The article states, “From 2008 to 2013, the percent of U.S. doctor’s offices with electronic health records rose from 17 percent to 48 percent. The increase in hospitals was even more dramatic, growing from 13 to 70 percent.” The growth has come at a price however. Lack of reporting and tracking of the digital systems, have led to “unsafe conditions, injuries, and deaths.”

A recent study of malpractice claims, by safety researchers for a Harvard-affiliated malpractice insurance group, CRICO, produced an unsettling glimpse into the problem. Sifting through a large database of malpractice claims from Boston and other healthcare centers around the country, the researchers searched for cases in which the use or misuse of electronic heath records was suspected of causing harm.

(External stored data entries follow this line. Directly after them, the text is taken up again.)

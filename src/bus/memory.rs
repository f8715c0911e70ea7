//! In-process backend for tests and minimal dev deployments. Not durable
//! across process restarts — data lives only as long as the `InMemoryBus`
//! value does — but implements the same consumer-group semantics
//! (redelivery of unacked entries) as the Redis backend, which is what the
//! restart-durability tests in `tests/` rely on.

use std::collections::{BTreeMap, HashMap};
use std::sync::Mutex;
use std::time::{Duration, Instant};

use async_trait::async_trait;
use tokio::sync::{broadcast, mpsc};

use super::{BusError, EventBus, Fields, StreamEntry};

struct StreamState {
    /// Ordered by insertion; id is a monotonically increasing counter
    /// rendered as a string, mirroring Redis stream ids.
    entries: BTreeMap<u64, Fields>,
    next_id: u64,
    /// Per-group pending-entries-list: group name -> (id -> fields),
    /// plus the cursor of the highest id ever delivered to that group.
    groups: HashMap<String, GroupState>,
}

#[derive(Default)]
struct GroupState {
    pending: BTreeMap<u64, Fields>,
    delivered_cursor: u64,
}

struct LatestValue {
    value: String,
    expires_at: Option<Instant>,
}

#[derive(Default)]
struct Inner {
    streams: HashMap<String, StreamState>,
    latest: HashMap<String, LatestValue>,
    bounded_lists: HashMap<String, Vec<String>>,
}

/// In-memory event bus.
pub struct InMemoryBus {
    inner: Mutex<Inner>,
    channels: Mutex<HashMap<String, broadcast::Sender<String>>>,
}

impl Default for InMemoryBus {
    fn default() -> Self {
        Self::new()
    }
}

impl InMemoryBus {
    pub fn new() -> Self {
        Self {
            inner: Mutex::new(Inner::default()),
            channels: Mutex::new(HashMap::new()),
        }
    }

    fn channel(&self, name: &str) -> broadcast::Sender<String> {
        let mut channels = self.channels.lock().expect("channels mutex poisoned");
        channels
            .entry(name.to_string())
            .or_insert_with(|| broadcast::channel(1024).0)
            .clone()
    }
}

#[async_trait]
impl EventBus for InMemoryBus {
    async fn publish_stream(&self, stream: &str, fields: Fields) -> Result<String, BusError> {
        let mut inner = self.inner.lock().expect("bus mutex poisoned");
        let state = inner.streams.entry(stream.to_string()).or_insert_with(|| StreamState {
            entries: BTreeMap::new(),
            next_id: 1,
            groups: HashMap::new(),
        });
        let id = state.next_id;
        state.next_id += 1;
        state.entries.insert(id, fields);
        Ok(id.to_string())
    }

    async fn ensure_group(&self, stream: &str, group: &str) -> Result<(), BusError> {
        let mut inner = self.inner.lock().expect("bus mutex poisoned");
        let state = inner.streams.entry(stream.to_string()).or_insert_with(|| StreamState {
            entries: BTreeMap::new(),
            next_id: 1,
            groups: HashMap::new(),
        });
        state.groups.entry(group.to_string()).or_default();
        Ok(())
    }

    async fn consume_group(
        &self,
        stream: &str,
        group: &str,
        _consumer: &str,
        max: usize,
        _block: Duration,
    ) -> Result<Vec<StreamEntry>, BusError> {
        let mut inner = self.inner.lock().expect("bus mutex poisoned");
        let Some(state) = inner.streams.get_mut(stream) else {
            return Ok(Vec::new());
        };
        let group_state = state.groups.entry(group.to_string()).or_default();

        // Redeliver anything still pending (simulates at-least-once
        // redelivery after a restart) before handing out new entries.
        let mut out: Vec<StreamEntry> = group_state
            .pending
            .iter()
            .take(max)
            .map(|(id, fields)| StreamEntry {
                id: id.to_string(),
                fields: fields.clone(),
            })
            .collect();

        if out.len() < max {
            let remaining = max - out.len();
            let new_entries: Vec<(u64, Fields)> = state
                .entries
                .range((group_state.delivered_cursor + 1)..)
                .take(remaining)
                .map(|(id, fields)| (*id, fields.clone()))
                .collect();
            for (id, fields) in new_entries {
                group_state.delivered_cursor = group_state.delivered_cursor.max(id);
                group_state.pending.insert(id, fields.clone());
                out.push(StreamEntry {
                    id: id.to_string(),
                    fields,
                });
            }
        }

        Ok(out)
    }

    async fn ack(&self, stream: &str, group: &str, id: &str) -> Result<(), BusError> {
        let mut inner = self.inner.lock().expect("bus mutex poisoned");
        if let Some(state) = inner.streams.get_mut(stream) {
            if let Some(group_state) = state.groups.get_mut(group) {
                let id: u64 = id
                    .parse()
                    .map_err(|_| BusError::DecodeError(format!("bad stream id: {id}")))?;
                group_state.pending.remove(&id);
            }
        }
        Ok(())
    }

    async fn publish_pubsub(&self, channel: &str, payload: &str) -> Result<(), BusError> {
        let sender = self.channel(channel);
        // No subscribers is not an error: pub/sub is best-effort.
        let _ = sender.send(payload.to_string());
        Ok(())
    }

    async fn subscribe_pubsub(
        &self,
        channel: &str,
    ) -> Result<mpsc::Receiver<String>, BusError> {
        let mut rx = self.channel(channel).subscribe();
        let (tx, out_rx) = mpsc::channel(1024);
        tokio::spawn(async move {
            loop {
                match rx.recv().await {
                    Ok(payload) => {
                        if tx.send(payload).await.is_err() {
                            break;
                        }
                    }
                    Err(broadcast::error::RecvError::Lagged(_)) => continue,
                    Err(broadcast::error::RecvError::Closed) => break,
                }
            }
        });
        Ok(out_rx)
    }

    async fn set_latest(
        &self,
        key: &str,
        value: &str,
        ttl: Option<Duration>,
    ) -> Result<(), BusError> {
        let mut inner = self.inner.lock().expect("bus mutex poisoned");
        inner.latest.insert(
            key.to_string(),
            LatestValue {
                value: value.to_string(),
                expires_at: ttl.map(|d| Instant::now() + d),
            },
        );
        Ok(())
    }

    async fn get_latest(&self, key: &str) -> Result<Option<String>, BusError> {
        let mut inner = self.inner.lock().expect("bus mutex poisoned");
        if let Some(entry) = inner.latest.get(key) {
            if let Some(expires_at) = entry.expires_at {
                if Instant::now() >= expires_at {
                    inner.latest.remove(key);
                    return Ok(None);
                }
            }
            return Ok(Some(entry.value.clone()));
        }
        Ok(None)
    }

    async fn push_bounded_list(&self, key: &str, value: &str, cap: usize) -> Result<(), BusError> {
        let mut inner = self.inner.lock().expect("bus mutex poisoned");
        let list = inner.bounded_lists.entry(key.to_string()).or_default();
        list.insert(0, value.to_string());
        list.truncate(cap);
        Ok(())
    }

    async fn read_bounded_list(&self, key: &str, limit: usize) -> Result<Vec<String>, BusError> {
        let inner = self.inner.lock().expect("bus mutex poisoned");
        let out = inner
            .bounded_lists
            .get(key)
            .map(|list| list.iter().take(limit).cloned().collect())
            .unwrap_or_default();
        Ok(out)
    }
}

#[cfg(test)]
mod tests {
    use super::*;
    use std::time::Duration;

    fn fields(speed: &str) -> Fields {
        let mut f = Fields::new();
        f.insert("speed".to_string(), speed.to_string());
        f
    }

    #[tokio::test]
    async fn publish_then_consume_then_ack() {
        let bus = InMemoryBus::new();
        bus.ensure_group("s", "g").await.unwrap();
        let id = bus.publish_stream("s", fields("12.3")).await.unwrap();

        let entries = bus
            .consume_group("s", "g", "c1", 10, Duration::from_millis(1))
            .await
            .unwrap();
        assert_eq!(entries.len(), 1);
        assert_eq!(entries[0].id, id);

        bus.ack("s", "g", &id).await.unwrap();
        let entries = bus
            .consume_group("s", "g", "c1", 10, Duration::from_millis(1))
            .await
            .unwrap();
        assert!(entries.is_empty());
    }

    #[tokio::test]
    async fn unacked_entries_are_redelivered() {
        let bus = InMemoryBus::new();
        bus.ensure_group("s", "g").await.unwrap();
        bus.publish_stream("s", fields("1")).await.unwrap();
        bus.publish_stream("s", fields("2")).await.unwrap();

        let first = bus
            .consume_group("s", "g", "c1", 10, Duration::from_millis(1))
            .await
            .unwrap();
        assert_eq!(first.len(), 2);

        // Simulate a restart: a fresh consume_group call (new consumer
        // name) still sees the unacked entries, in original order.
        let redelivered = bus
            .consume_group("s", "g", "c2", 10, Duration::from_millis(1))
            .await
            .unwrap();
        assert_eq!(redelivered.len(), 2);
        assert_eq!(redelivered[0].id, first[0].id);
    }

    #[tokio::test]
    async fn latest_value_ttl_expires() {
        let bus = InMemoryBus::new();
        bus.set_latest("k", "v", Some(Duration::from_millis(1)))
            .await
            .unwrap();
        tokio::time::sleep(Duration::from_millis(20)).await;
        assert_eq!(bus.get_latest("k").await.unwrap(), None);
    }

    #[tokio::test]
    async fn bounded_list_trims() {
        let bus = InMemoryBus::new();
        for i in 0..5 {
            bus.push_bounded_list("k", &i.to_string(), 3).await.unwrap();
        }
        // newest-first, capped at 3
        let inner = bus.inner.lock().unwrap();
        assert_eq!(inner.bounded_lists.get("k").unwrap().len(), 3);
        drop(inner);

        let read = bus.read_bounded_list("k", 10).await.unwrap();
        assert_eq!(read, vec!["4", "3", "2"]);
    }
}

They discovered 147 instances in which electronic health records contributed to “adverse events” that affected patients — half of them designated as serious. The cases were culled from a one-year period of newly filed malpractice claims overlapping 2012 and 2013, a total pool of around 5,700 cases.

Forty-six of those events resulted in patient death, CRICO officials told the Globe — a toll that before now has not been disclosed publicly. Among the most frequently cited examples of harm in the review was the faulty use of “hybrid” paper and electronic records.

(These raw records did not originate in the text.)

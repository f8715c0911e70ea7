//! The optional second relational store.
//! Resolved as non-blocking and best-effort: a failure here is logged and
//! does not affect acking or the primary SQLite write, which stays
//! authoritative.

use async_trait::async_trait;

use super::PersistError;
use crate::types::ConsolidatedRecord;

#[async_trait]
pub trait SecondaryStore: Send + Sync {
    async fn upsert(&self, record: &ConsolidatedRecord) -> Result<(), PersistError>;
}

/// No secondary store configured. The default.
pub struct NoopSecondaryStore;

#[async_trait]
impl SecondaryStore for NoopSecondaryStore {
    async fn upsert(&self, _record: &ConsolidatedRecord) -> Result<(), PersistError> {
        Ok(())
    }
}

The analysts also identified as hazards: medical staff entering incorrect data; improper use of a computer’s “cut-and-paste” function to duplicate, without updating, daily notes on patients; and computer crashes that caused loss of data and left medical staff temporarily without access to critical records.

The systems can be complex, time-draining, and frustrating to use, especially early on. Hospital staff members routinely override automatic warnings, cut corners, and develop “workarounds” as they struggle to balance caring for patients with the demands of cumbersome drop-down menus and other forms that appear on their computer screens.

White House officials sold the concept with claims that widespread use of computers in hospitals and doctors’ offices would improve patient care and save tens of billions of dollars a year. Those claims have yet to be realized, and the estimates of cost savings have thus far turned out to be dramatically overblown. Specialists in the field recognize that medical errors and “near misses” related to digital records — many inconsequential, but some serious — are a threat that needs more attention.

In 2011, the Institute of Medicine said the lack of a central repository for reporting error-prone software, patient injuries, and deaths, combined with nondisclosure and confidentiality clauses in vendor contracts, “pose unacceptable risks to safety.”

It strongly recommended that the Obama administration mandate that vendors report “deaths, serious injuries, and unsafe conditions” to a centralized, government-designated entity, and de-individualized reports should be made available to the public.

Three years later, no such reporting system exists but safety problems still do in the implementation and use of EHRs and, in order to fully realize desired savings, these errors and misuse of the digital systems must decrease. Healthcare providers and specialists must continue to modify and improve digital systems in order to increase their effectiveness. Also, more intense system training must be provided to health care professionals in order to reduce the associated human error.

Health care authorities urgently need to fill in the blanks, said Dr. Alan Brookstone, a physician and cofounder of a service that rates the performance of digital records systems. “Is this technology doing the job right? Is it doing it safely and accurately?” he said. “There’s almost like a missing link.”